# 300ZX VG30TT swap



## pahc85 (May 21, 2004)

How much trouble exactly is swaping the TT engine into the stock 300ZX?


----------



## Zen31ZR (Mar 24, 2004)

pahc85 said:


> How much trouble exactly is swaping the TT engine into the stock 300ZX?


In what year Z ? Swapping a TT block into an earlier (1st gen) Z will be a bit hard , the engine bay is just not wide enough. Figure the DOHC TT engine is about 3-4 inches wider on each side than the SOHC stock motor. There's also a turbo on each side.


----------



## 0341TODD (Nov 15, 2003)

Ive done it on a Z32 before. While youre in there you might as well change coolant lines and check over everything that is a bitch to get at once the motor is in there.
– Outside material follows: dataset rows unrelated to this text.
//! Lexicographic permutation stepping
//!
//! The classic algorithm over a bidirectional range: find the longest
//! non-increasing suffix, swap the pivot just before it with the
//! smallest suffix element exceeding it, reverse the suffix. Stepping off
//! the last (resp. first) permutation returns `false` and resets the
//! range to the first (resp. last) one.

use crate::compare::{flip, natural_less};
use crate::cursor::{Bidirectional, Writable};
use crate::modify::reverse;
use crate::swap_at;

/// Advance the range to its next permutation under `less`; `false` (and a
/// reset to the sorted order) when it was already the last.
pub fn next_permutation_by<C, F>(first: C, last: C, mut less: F) -> bool
where
    C: Writable + Bidirectional,
    F: FnMut(&C::Item, &C::Item) -> bool,
{
    if first == last {
        return false;
    }
    let mut i = last.prev();
    if i == first {
        return false;
    }
    loop {
        let suffix = i.clone();
        i = i.prev();
        if less(&i.read(), &suffix.read()) {
            // `i` is the pivot; find the rightmost suffix element above it.
            let mut j = last.prev();
            while !less(&i.read(), &j.read()) {
                j = j.prev();
            }
            swap_at(&i, &j);
            reverse(suffix, last);
            return true;
        }
        if i == first {
            // Already the last permutation: reset to the first.
            reverse(first, last);
            return false;
        }
    }
}

/// [`next_permutation_by`] under the natural order.
pub fn next_permutation<C>(first: C, last: C) -> bool
where
    C: Writable + Bidirectional,
    C::Item: Ord,
{
    next_permutation_by(first, last, natural_less)
}

/// Step the range back to its previous permutation under `less`; `false`
/// (and a reset to the last permutation) when it was already the first.
pub fn prev_permutation_by<C, F>(first: C, last: C, less: F) -> bool
where
    C: Writable + Bidirectional,
    F: FnMut(&C::Item, &C::Item) -> bool,
{
    // The previous permutation is the next one under the flipped order.
    next_permutation_by(first, last, flip(less))
}

/// [`prev_permutation_by`] under the natural order.
pub fn prev_permutation<C>(first: C, last: C) -> bool
where
    C: Writable + Bidirectional,
    C::Item: Ord,
{
    prev_permutation_by(first, last, natural_less)
}

#[cfg(test)]
mod tests {
    use super::*;
    use crate::seq::Slots;

    #[test]
    fn steps_in_lexicographic_order() {
        let s = Slots::from(vec![1, 2, 3]);
        assert!(next_permutation(s.begin(), s.end()));
        assert_eq!(s.snapshot(), vec![1, 3, 2]);
        assert!(next_permutation(s.begin(), s.end()));
        assert_eq!(s.snapshot(), vec![2, 1, 3]);
    }

    #[test]
    fn wraps_at_the_last_permutation() {
        let s = Slots::from(vec![3, 2, 1]);
        assert!(!next_permutation(s.begin(), s.end()));
        assert_eq!(s.snapshot(), vec![1, 2, 3]);
    }

    #[test]
    fn prev_is_the_inverse_of_next() {
        let s = Slots::from(vec![2, 1, 3]);
        assert!(prev_permutation(s.begin(), s.end()));
        assert_eq!(s.snapshot(), vec![1, 3, 2]);
        assert!(prev_permutation(s.begin(), s.end()));
        assert_eq!(s.snapshot(), vec![1, 2, 3]);
        assert!(!prev_permutation(s.begin(), s.end()));
        assert_eq!(s.snapshot(), vec![3, 2, 1]);
    }

    #[test]
    fn trivial_ranges_have_no_next() {
        let empty = Slots::from(Vec::<i32>::new());
        assert!(!next_permutation(empty.begin(), empty.end()));
        let one = Slots::from(vec![7]);
        assert!(!next_permutation(one.begin(), one.end()));
    }
}
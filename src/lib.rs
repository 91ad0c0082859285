//! # Capability-Typed Sequence Algorithms
//!
//! This library implements a generic sequence-algorithm engine: a small set
//! of orthogonal cursor capabilities (read, write, forward, backward,
//! random access) and a library of in-place and copying algorithms that are
//! generic over them, so the same `stable_partition` or `inplace_merge`
//! runs unchanged over arrays, linked lists, and synthetic sequences.
//!
//! ## Core model
//!
//! 1. **Cursors are values**: a cursor denotes a position; movement returns
//!    a new cursor, it never mutates one in place.
//! 2. **Capabilities are traits**: an algorithm states the weakest cursor it
//!    can work with as a trait bound, checked at instantiation.
//! 3. **Fast paths are probed once**: [`cursor::distance`] and
//!    [`cursor::advance`] ask the cursor for an O(1) path a single time at
//!    the call head; element-wise loops never re-dispatch.
//!
//! ## Usage example
//!
//! ```
//! use strider::seq::Slots;
//! use strider::select::nth_element;
//! use strider::cursor::Readable;
//!
//! let s = Slots::from(vec![3, 1, 4, 1, 5, 9, 2, 6]);
//! nth_element(s.begin(), s.cursor_at(3), s.end());
//! assert_eq!(s.cursor_at(3).read(), 3);
//! ```

#![warn(missing_docs, missing_debug_implementations)]
#![allow(clippy::new_without_default)]

// Core modules - leaves first, algorithms layered on the capability model
pub mod cursor;    // Capability model: traits + distance/advance dispatch
pub mod compare;   // Comparator and functor vocabulary
pub mod seq;       // Concrete sequence backings and output sinks
pub mod query;     // Non-modifying algorithms
pub mod modify;    // Modifying algorithms
pub mod partition; // Unstable and stable partitioning
pub mod heap;      // Implicit binary heap over random-access ranges
pub mod select;    // Order statistics and the sort family
pub mod merge;     // Copying merge and in-place merge
pub mod set_ops;   // Sorted-range set algebra
pub mod permute;   // Lexicographic permutation stepping
pub mod numeric;   // Folds and prefix scans

// Re-exports for convenience
pub use cursor::{
    advance, distance, retreat, swap_at, Bidirectional, Cursor, Forward, MultiPass,
    Output, RandomAccess, Readable, Writable,
};
pub use seq::{Chain, Slots};

use thiserror::Error;

/// Errors surfaced by copying algorithms that target a bounded destination.
///
/// The engine has no retryable failures: every algorithm is a synchronous
/// pure computation, so an error is immediate and local to the call.
/// Capability violations (e.g. a negative [`advance`] on a forward-only
/// cursor) are programming errors and panic instead; precondition
/// violations (unsorted input to a sorted-range algorithm) yield
/// unspecified but memory-safe output.
#[derive(Error, Debug, Clone, PartialEq, Eq)]
pub enum EngineError {
    /// A bounded destination ran out of room mid-algorithm.
    #[error("destination range exhausted after {written} writes")]
    DestinationFull {
        /// Elements emitted before the destination filled up.
        written: usize,
    },
}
You need the wiring harness, ecu.........It took us about three days but that was all time spent after hours in the shop- then after it was in we spent another three days getting everything tuned properly and trying to figure out why it was fouling plugs. Turns out it wasnt fouling plugs-I left one of the intake pipes unclamped. Get a factory service manual too.


----------



## Zen31ZR (Mar 24, 2004)

0341TODD said:


> Ive done it on a Z32 before. While youre in there you might as well change coolant lines and check over everything that is a bitch to get at once the motor is in there. You need the wiring harness, ecu.........It took us about three days but that was all time spent after hours in the shop- then after it was in we spent another three days getting everything tuned properly and trying to figure out why it was fouling plugs. Turns out it wasnt fouling plugs-I left one of the intake pipes unclamped. Get a factory service manual too.


See , I thought he was talking about doing it to a Z31. Me >> :loser:


----------